家族で退職祝いのパーティを開いた際にプロゴルフツアーのチケットをあげるのも1つの手かもしれません!
足腰をじっくり使う「太極拳」
太極拳は中国武術の一派で、ゆったりとした動きが特徴です。
太極拳はその他の武術のように筋骨を鍛錬するのではなく、呼吸法に則って内面の「気」を養い、健康を保持することを主な目的としています。
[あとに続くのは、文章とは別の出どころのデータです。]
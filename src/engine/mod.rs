//! engine
//!
//! Runs pool operations as transactions.
//!
//! # Architecture
//!
//! The engine sits between the dispatch layer and [`crate::core::ops`].
//! Dispatchers never touch the lock manager, record store and step log
//! separately; they go through the [`Coordinator`], which enforces the
//! lock -> record -> log -> record -> unlock order.
//!
//! # Invariants
//!
//! - A record exists only for transactions that obtained the pool lock
//! - Every started transaction releases its lock, on success, failure,
//!   early drop or panic

pub mod exec;

// Re-exports for convenience
pub use exec::{ActiveTransaction, Coordinator, ExecuteError};
//! core::config::schema
//!
//! Configuration file schema.
//!
//! # Validation
//!
//! Values are validated after parsing; unknown keys are rejected so that
//! a typo never silently falls back to a default state root.

use std::path::PathBuf;

use serde::{Deserialize, Serialize};

use super::ConfigError;

/// On-disk configuration file.
///
/// # Example
///
/// ```toml
/// state_dir = "/srv/pooltx"
/// disable_locking = false
/// ```
#[derive(Debug, Clone, Default, Serialize, Deserialize, PartialEq)]
#[serde(default, deny_unknown_fields)]
pub struct ConfigFile {
    /// Root directory for locks, records and step logs
    pub state_dir: Option<PathBuf>,

    /// Disable pool locking entirely (test environments only)
    pub disable_locking: Option<bool>,
}

impl ConfigFile {
    /// Validate the configuration values.
    ///
    /// # Errors
    ///
    /// Returns `ConfigError::InvalidValue` if any value is invalid.
    pub fn validate(&self) -> Result<(), ConfigError> {
        if let Some(dir) = &self.state_dir {
            if dir.as_os_str().is_empty() {
                return Err(ConfigError::InvalidValue(
                    "state_dir cannot be empty".to_string(),
                ));
            }
        }
        Ok(())
    }
}
//! markers and sanitize commands - Lock marker inspection

use anyhow::{Context as _, Result};

use crate::cli::Context;
use crate::core::naming;

/// List lock marker files under the state root.
pub fn markers(ctx: &Context) -> Result<()> {
    let paths = ctx.config.paths();
    let markers = paths
        .stale_markers()
        .with_context(|| format!("cannot read {}", paths.locks_dir().display()))?;

    if markers.is_empty() {
        eprintln!("No lock markers.");
        return Ok(());
    }

    for (pool, holder) in &markers {
        let holder = if holder.is_empty() { "-" } else { holder.as_str() };
        println!("{:<24} {}", pool, holder);
    }
    Ok(())
}

/// Print the sanitized form of an id.
pub fn sanitize(id: &str) -> Result<()> {
    println!("{}", naming::sanitize(id));
    Ok(())
}
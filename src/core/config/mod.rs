//! core::config
//!
//! Configuration loading.
//!
//! # Overview
//!
//! Configuration is resolved once at process start into a [`Config`]
//! value and handed to the constructors of the lock manager, record
//! store and step log. Nothing reads the environment after that.
//!
//! # Precedence
//!
//! Values are resolved in this order (later overrides earlier):
//! 1. Default values
//! 2. Config file
//! 3. Environment variables
//! 4. CLI flags (not handled here)
//!
//! # Config File Locations
//!
//! Searched in order, first existing file wins:
//! 1. `$POOLTX_CONFIG` if set
//! 2. `$XDG_CONFIG_HOME/pooltx/config.toml`
//! 3. `<platform config dir>/pooltx/config.toml`
//! 4. `/etc/pooltx/config.toml`
//!
//! # Environment
//!
//! - `POOLTX_STATE_DIR` - state root
//! - `POOLTX_DISABLE_LOCKS` - `1/true/yes/on` or `0/false/no/off`
//!
//! # Example
//!
//! ```no_run
//! use pooltx::core::config::Config;
//!
//! let config = Config::load().unwrap();
//! println!("State root: {}", config.state_dir.display());
//! ```

pub mod schema;

pub use schema::ConfigFile;

use std::fs;
use std::path::{Path, PathBuf};

use thiserror::Error;

use crate::core::paths::{StatePaths, DEFAULT_STATE_DIR};

/// Environment variable naming an explicit config file.
pub const ENV_CONFIG: &str = "POOLTX_CONFIG";

/// Environment variable overriding the state root.
pub const ENV_STATE_DIR: &str = "POOLTX_STATE_DIR";

/// Environment variable disabling pool locking.
pub const ENV_DISABLE_LOCKS: &str = "POOLTX_DISABLE_LOCKS";

/// Errors from configuration operations.
#[derive(Debug, Error)]
pub enum ConfigError {
    #[error("failed to read config file '{path}': {source}")]
    ReadError {
        path: PathBuf,
        source: std::io::Error,
    },

    #[error("failed to parse config file '{path}': {message}")]
    ParseError { path: PathBuf, message: String },

    #[error("invalid config value: {0}")]
    InvalidValue(String),
}

/// Resolved configuration.
#[derive(Debug, Clone, PartialEq, Eq)]
pub struct Config {
    /// Root directory for locks, records and step logs.
    pub state_dir: PathBuf,

    /// When set, every lock acquisition succeeds and nothing is recorded
    /// as held. Test environments only.
    pub disable_locking: bool,

    /// Config file the values were read from, if any.
    pub source: Option<PathBuf>,
}

impl Default for Config {
    fn default() -> Self {
        Self {
            state_dir: PathBuf::from(DEFAULT_STATE_DIR),
            disable_locking: false,
            source: None,
        }
    }
}

impl Config {
    /// Load configuration from the process environment and the default
    /// config file locations.
    ///
    /// # Errors
    ///
    /// Returns an error if a config file exists but cannot be read or
    /// parsed, or if an environment value is malformed. A missing config
    /// file is not an error.
    pub fn load() -> Result<Self, ConfigError> {
        let env = |key: &str| std::env::var(key).ok();

        let file = match Self::find_config_file(&env) {
            Some(path) => Some((Self::read_config_file(&path)?, path)),
            None => None,
        };

        Self::from_sources(file, env)
    }

    /// Build configuration from an optional parsed file and an environment
    /// lookup.
    ///
    /// This is the pure core of [`Config::load`].
    pub fn from_sources<F>(
        file: Option<(ConfigFile, PathBuf)>,
        env: F,
    ) -> Result<Self, ConfigError>
    where
        F: Fn(&str) -> Option<String>,
    {
        let mut config = Config::default();

        if let Some((file, path)) = file {
            file.validate()?;
            if let Some(dir) = file.state_dir {
                config.state_dir = dir;
            }
            if let Some(disable) = file.disable_locking {
                config.disable_locking = disable;
            }
            config.source = Some(path);
        }

        if let Some(dir) = env(ENV_STATE_DIR).filter(|d| !d.trim().is_empty()) {
            config.state_dir = PathBuf::from(dir);
        }
        if let Some(flag) = env(ENV_DISABLE_LOCKS) {
            config.disable_locking = parse_flag(ENV_DISABLE_LOCKS, &flag)?;
        }

        Ok(config)
    }

    /// Paths rooted at the configured state directory.
    pub fn paths(&self) -> StatePaths {
        StatePaths::new(&self.state_dir)
    }

    /// Locate the first existing config file.
    fn find_config_file<F>(env: &F) -> Option<PathBuf>
    where
        F: Fn(&str) -> Option<String>,
    {
        // 1. Check $POOLTX_CONFIG
        if let Some(path) = env(ENV_CONFIG) {
            let path = PathBuf::from(path);
            if path.exists() {
                return Some(path);
            }
        }

        // 2. Check $XDG_CONFIG_HOME/pooltx/config.toml
        if let Some(xdg_home) = env("XDG_CONFIG_HOME") {
            let path = PathBuf::from(xdg_home).join("pooltx/config.toml");
            if path.exists() {
                return Some(path);
            }
        }

        // 3. Check the platform config dir
        if let Some(config_dir) = dirs::config_dir() {
            let path = config_dir.join("pooltx/config.toml");
            if path.exists() {
                return Some(path);
            }
        }

        // 4. Check /etc
        let system = PathBuf::from("/etc/pooltx/config.toml");
        system.exists().then_some(system)
    }

    /// Read and parse a config file.
    pub fn read_config_file(path: &Path) -> Result<ConfigFile, ConfigError> {
        let contents = fs::read_to_string(path).map_err(|e| ConfigError::ReadError {
            path: path.to_path_buf(),
            source: e,
        })?;

        toml::from_str(&contents).map_err(|e| ConfigError::ParseError {
            path: path.to_path_buf(),
            message: e.to_string(),
        })
    }
}

/// Parse a boolean flag value from the environment.
fn parse_flag(key: &str, value: &str) -> Result<bool, ConfigError> {
    match value.trim().to_ascii_lowercase().as_str() {
        "1" | "true" | "yes" | "on" => Ok(true),
        "" | "0" | "false" | "no" | "off" => Ok(false),
        other => Err(ConfigError::InvalidValue(format!(
            "{} must be a boolean, got '{}'",
            key, other
        ))),
    }
}

#[cfg(test)]
mod tests {
    use super::*;
    use std::collections::HashMap;
    use tempfile::TempDir;

    fn env_from(pairs: &[(&str, &str)]) -> impl Fn(&str) -> Option<String> {
        let map: HashMap<String, String> = pairs
            .iter()
            .map(|(k, v)| (k.to_string(), v.to_string()))
            .collect();
        move |key: &str| map.get(key).cloned()
    }

    #[test]
    fn defaults_without_sources() {
        let config = Config::from_sources(None, env_from(&[])).unwrap();
        assert_eq!(config, Config::default());
        assert_eq!(config.state_dir, PathBuf::from("/var/lib/pooltx"));
        assert!(!config.disable_locking);
    }

    #[test]
    fn file_overrides_defaults() {
        let file = ConfigFile {
            state_dir: Some(PathBuf::from("/srv/pools")),
            disable_locking: Some(true),
        };
        let config =
            Config::from_sources(Some((file, PathBuf::from("/etc/x.toml"))), env_from(&[]))
                .unwrap();
        assert_eq!(config.state_dir, PathBuf::from("/srv/pools"));
        assert!(config.disable_locking);
        assert_eq!(config.source, Some(PathBuf::from("/etc/x.toml")));
    }

    #[test]
    fn env_overrides_file() {
        let file = ConfigFile {
            state_dir: Some(PathBuf::from("/srv/pools")),
            disable_locking: Some(true),
        };
        let env = env_from(&[(ENV_STATE_DIR, "/tmp/state"), (ENV_DISABLE_LOCKS, "off")]);
        let config = Config::from_sources(Some((file, PathBuf::from("c.toml"))), env).unwrap();
        assert_eq!(config.state_dir, PathBuf::from("/tmp/state"));
        assert!(!config.disable_locking);
    }

    #[test]
    fn blank_state_dir_env_is_ignored() {
        let env = env_from(&[(ENV_STATE_DIR, "  ")]);
        let config = Config::from_sources(None, env).unwrap();
        assert_eq!(config.state_dir, PathBuf::from(DEFAULT_STATE_DIR));
    }

    #[test]
    fn disable_locks_flag_values() {
        for value in ["1", "true", "TRUE", "yes", "on"] {
            let config =
                Config::from_sources(None, env_from(&[(ENV_DISABLE_LOCKS, value)])).unwrap();
            assert!(config.disable_locking, "{} should enable", value);
        }
        for value in ["0", "false", "no", "off", ""] {
            let config =
                Config::from_sources(None, env_from(&[(ENV_DISABLE_LOCKS, value)])).unwrap();
            assert!(!config.disable_locking, "{} should not enable", value);
        }
    }

    #[test]
    fn disable_locks_rejects_garbage() {
        let result = Config::from_sources(None, env_from(&[(ENV_DISABLE_LOCKS, "maybe")]));
        assert!(matches!(result, Err(ConfigError::InvalidValue(_))));
    }

    #[test]
    fn invalid_file_rejected() {
        let file = ConfigFile {
            state_dir: Some(PathBuf::new()),
            disable_locking: None,
        };
        let result = Config::from_sources(Some((file, PathBuf::from("c.toml"))), env_from(&[]));
        assert!(result.is_err());
    }

    #[test]
    fn read_config_file_parses_and_reports_errors() {
        let temp = TempDir::new().unwrap();
        let good = temp.path().join("good.toml");
        fs::write(&good, "state_dir = \"/srv/pooltx\"\n").unwrap();
        let parsed = Config::read_config_file(&good).unwrap();
        assert_eq!(parsed.state_dir, Some(PathBuf::from("/srv/pooltx")));

        let bad = temp.path().join("bad.toml");
        fs::write(&bad, "state_dir = [").unwrap();
        assert!(matches!(
            Config::read_config_file(&bad),
            Err(ConfigError::ParseError { .. })
        ));

        let missing = temp.path().join("missing.toml");
        assert!(matches!(
            Config::read_config_file(&missing),
            Err(ConfigError::ReadError { .. })
        ));
    }

    #[test]
    fn paths_use_state_dir() {
        let config = Config {
            state_dir: PathBuf::from("/srv/pools"),
            ..Default::default()
        };
        assert_eq!(config.paths().root(), Path::new("/srv/pools"));
    }
}
//! core::ops::steplog
//!
//! Append-only step logs for transactions.
//!
//! Each transaction owns one log file holding one JSON object per line.
//! Entries are never rewritten. The log is progress telemetry: the
//! [`TransactionRecord`](super::record::TransactionRecord) decides whether
//! an operation succeeded, so append failures are logged and swallowed.
//!
//! # Tailing
//!
//! Readers poll with a cursor, the number of entries already consumed.
//! [`StepLog::read_tail`] rescans the file from the start on every call,
//! skipping `cursor` entries. Logs are bounded by one operation's lifetime,
//! so the rescan stays cheap.
//!
//! # Storage
//!
//! - `<root>/pools/tx/<tx>.log` - `{"ts","level","stepId","msg"}` per line
//!
//! # Example
//!
//! ```
//! use pooltx::core::ops::steplog::{LogLevel, StepLog};
//! use pooltx::core::paths::StatePaths;
//! use pooltx::core::types::TxId;
//!
//! let dir = tempfile::tempdir().unwrap();
//! let log = StepLog::new(StatePaths::new(dir.path()));
//! let tx = TxId::from("tx-A");
//!
//! log.append(&tx, LogLevel::Info, "step1", "starting");
//! log.append(&tx, LogLevel::Error, "step2", "failed");
//!
//! let (entries, next) = log.read_tail(&tx, 0, 10);
//! assert_eq!(entries.len(), 2);
//! assert_eq!(next, 2);
//!
//! let (entries, next) = log.read_tail(&tx, next, 10);
//! assert!(entries.is_empty());
//! assert_eq!(next, 2);
//! ```

use std::fs::{self, File, OpenOptions};
use std::io::{self, BufRead, BufReader, Write};
use std::str::FromStr;

use serde::{Deserialize, Serialize};
use tracing::{debug, warn};

use crate::core::config::Config;
use crate::core::naming::is_sanitized;
use crate::core::paths::StatePaths;
use crate::core::types::{TxId, UtcTimestamp};

/// Severity of a step log entry.
#[derive(Debug, Clone, Copy, PartialEq, Eq, Hash, Serialize, Deserialize)]
#[serde(rename_all = "lowercase")]
pub enum LogLevel {
    Debug,
    Info,
    #[serde(alias = "warning")]
    Warn,
    Error,
}

impl LogLevel {
    /// The level as written to disk.
    pub fn as_str(&self) -> &'static str {
        match self {
            LogLevel::Debug => "debug",
            LogLevel::Info => "info",
            LogLevel::Warn => "warn",
            LogLevel::Error => "error",
        }
    }
}

impl FromStr for LogLevel {
    type Err = String;

    fn from_str(s: &str) -> Result<Self, Self::Err> {
        match s.to_ascii_lowercase().as_str() {
            "debug" => Ok(LogLevel::Debug),
            "info" => Ok(LogLevel::Info),
            "warn" | "warning" => Ok(LogLevel::Warn),
            "error" => Ok(LogLevel::Error),
            other => Err(format!("unknown log level '{}'", other)),
        }
    }
}

impl std::fmt::Display for LogLevel {
    fn fmt(&self, f: &mut std::fmt::Formatter<'_>) -> std::fmt::Result {
        f.pad(self.as_str())
    }
}

/// One immutable progress event.
#[derive(Debug, Clone, PartialEq, Serialize, Deserialize)]
pub struct StepLogEntry {
    /// When the entry was written.
    pub ts: UtcTimestamp,
    /// Severity.
    pub level: LogLevel,
    /// The step this entry belongs to.
    #[serde(rename = "stepId")]
    pub step_id: String,
    /// Free-text message.
    pub msg: String,
}

impl StepLogEntry {
    /// Create an entry stamped with the current time.
    pub fn new(level: LogLevel, step_id: impl Into<String>, msg: impl Into<String>) -> Self {
        Self {
            ts: UtcTimestamp::now(),
            level,
            step_id: step_id.into(),
            msg: msg.into(),
        }
    }
}

/// Per-transaction step logs.
#[derive(Debug, Clone)]
pub struct StepLog {
    paths: StatePaths,
}

impl StepLog {
    /// Create a step log from resolved configuration.
    pub fn from_config(config: &Config) -> Self {
        Self::new(config.paths())
    }

    /// Create a step log over explicit paths.
    pub fn new(paths: StatePaths) -> Self {
        Self { paths }
    }

    /// Append an entry, swallowing failures.
    ///
    /// Failures are logged at `warn`; they never reach the caller.
    pub fn append(&self, tx: &TxId, level: LogLevel, step_id: &str, msg: &str) {
        if let Err(e) = self.try_append(tx, level, step_id, msg) {
            warn!(tx = %tx, step = step_id, error = %e, "failed to append step log entry");
        }
    }

    /// Append an entry, reporting failures.
    ///
    /// The entry is written with a single `write_all` on a file opened in
    /// append mode, so concurrent appenders never interleave within a line.
    pub fn try_append(
        &self,
        tx: &TxId,
        level: LogLevel,
        step_id: &str,
        msg: &str,
    ) -> io::Result<()> {
        if !is_sanitized(tx.as_str()) {
            return Err(io::Error::new(
                io::ErrorKind::InvalidInput,
                format!("invalid transaction id for storage: {:?}", tx.as_str()),
            ));
        }

        fs::create_dir_all(self.paths.tx_dir())?;

        let entry = StepLogEntry::new(level, step_id, msg);
        let mut line = serde_json::to_vec(&entry)?;
        line.push(b'\n');

        let mut file = OpenOptions::new()
            .create(true)
            .append(true)
            .open(self.paths.step_log_path(tx.as_str()))?;
        file.write_all(&line)
    }

    /// Read up to `max` entries after the first `cursor` entries.
    ///
    /// Returns the entries and the cursor to pass next time: the number of
    /// entries scanned up to and including the returned batch, or the total
    /// number of entries if the file ran out first. A missing log returns
    /// no entries and `cursor` unchanged.
    ///
    /// # Scanning rules
    ///
    /// - Blank lines are ignored
    /// - A final line without a terminator is an append still in progress
    ///   and is left for the next call
    /// - Lines that fail to parse occupy a cursor position but are not
    ///   returned
    pub fn read_tail(&self, tx: &TxId, cursor: usize, max: usize) -> (Vec<StepLogEntry>, usize) {
        if max == 0 || !is_sanitized(tx.as_str()) {
            return (vec![], cursor);
        }

        let path = self.paths.step_log_path(tx.as_str());
        let file = match File::open(&path) {
            Ok(file) => file,
            Err(e) => {
                if e.kind() != io::ErrorKind::NotFound {
                    warn!(path = %path.display(), error = %e, "failed to open step log");
                }
                return (vec![], cursor);
            }
        };

        let mut reader = BufReader::new(file);
        let mut entries: Vec<StepLogEntry> = Vec::new();
        let mut index = 0;
        let mut line = Vec::new();

        while entries.len() < max {
            line.clear();
            match reader.read_until(b'\n', &mut line) {
                Ok(0) => break,
                Ok(_) => {}
                Err(e) => {
                    warn!(path = %path.display(), error = %e, "failed to read step log");
                    break;
                }
            }

            if line.last() != Some(&b'\n') {
                break;
            }
            let text = String::from_utf8_lossy(&line);
            let text = text.trim();
            if text.is_empty() {
                continue;
            }

            let position = index;
            index += 1;
            if position < cursor {
                continue;
            }

            match serde_json::from_str::<StepLogEntry>(text) {
                Ok(entry) => entries.push(entry),
                Err(e) => {
                    debug!(tx = %tx, line = position, error = %e, "skipping malformed log line");
                }
            }
        }

        (entries, index)
    }

    /// Read every entry in the log.
    pub fn read_all(&self, tx: &TxId) -> Vec<StepLogEntry> {
        self.read_tail(tx, 0, usize::MAX).0
    }
}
したがって、体力に自信のない人でも誰にでもできる運動といえます(参考文献・参考資料4:原文まま)。
現在、太極拳は医学的にも注目されています。
例をあげると、脳卒中に対する予防効果や不安な感情を抑制する効果、手術後の乳がん患者の運動機能の改善効果などが報告されています(参考文献・参考資料5)。
一方で「直接的な利益はない」といった報告もいくつかみられるようです。
しかしながら、今まであまり運動したことがない場合は無理なく始めることのできるスポーツの1つでしょう。
定番の「ジョギング」
ジョギングも立派なスポーツです。
Copenhagen City Heart Studyという研究チームから発表された報告によると、1週間に1~2.4時間のジョギングをしていた人は座りっぱなしの人と比較して死亡のリスクが7割も低いことが分かりました(参考文献・参考資料6)。
また、ジョギングの頻度は週2~3回もしくは週1回以下が効果的で、ゆっくりのスピードでも良いことが示されました。
むしろ、走るスピードが速すぎると死亡率は座りっぱなしの生活とさほど変わらないようです。
ここまでハッキリと健康への効果が示されているスポーツはほとんどありません。
シンプルな運動なので自身で運動の負荷を調整しやすく、これから運動を始めるという人にはもってこいですね。
特に4-5月の季節は気候も良く、植物が花開く時期でもあるので、周りの景色を楽しみながら走ることでストレス発散や気分転換にもなるでしょう。
ただ、いきなりジョギングを始めるのはしんどいと思っている父親には、次にご紹介する「ノルディックウォーキング」をおすすめしてみると良いかもしれません。
ムリなく全身運動ができる「ノルディックウォーキング」
ノルディックウォーキングは両手にスキーのストックのようなもの(ポール)を持ち、ポールを地面に突きながら歩くスポーツです。
このスポーツは下半身だけでなく、腕の筋肉や腹筋、背筋などといった全身の筋肉を効率良く動かすことができます。
また、ポールが杖のような役割を果たすため、足腰への負担が軽減されることが特徴です。
数ある研究をまとめた報告によると、有酸素運動として効果的であることが知られていますが、まだまだ調べ切れていないことが多いようです(参考文献・参考資料6)。
どこまで効果的なのか、メリットをキチンと把握した上でオススメしてみましょう。
特に、有酸素運動は高血圧症や肥満、糖尿病といった生活習慣病に効果的であることが広く言われていますので、健康診断でメタボなどの生活習慣病を指摘されている父親には有酸素運動を取り入れたスポーツをすすめてみると良いかもしれませんね。
ポイントは「長く続ける」こと
これまで、健康に良いとされているスポーツのなかから5つをご紹介しました。
もちろん、今回ご紹介した例だけでなく、スイミングやサッカー、ヨガなど、他にも健康に良いと言われているスポーツはたくさんあります。
しかし、せっかく始めてみたスポーツも長続きしなければ意味がありません。
以前ご紹介した報告では2年間や6年間と、長い期間にわたって運動を継続したことが健康につながっていることをお伝えしました。
(運動量を増やすと心不全のリスクが下がる!!-6年間の調査から-)
(運動不足を改善すると体力だけでなく心臓の機能も改善する?!ー2年間の検証からー)
大事なのは「長く続ける」こと。
そのためには、心から楽しいと思えるようなスポーツを選んであげることも大切でしょう。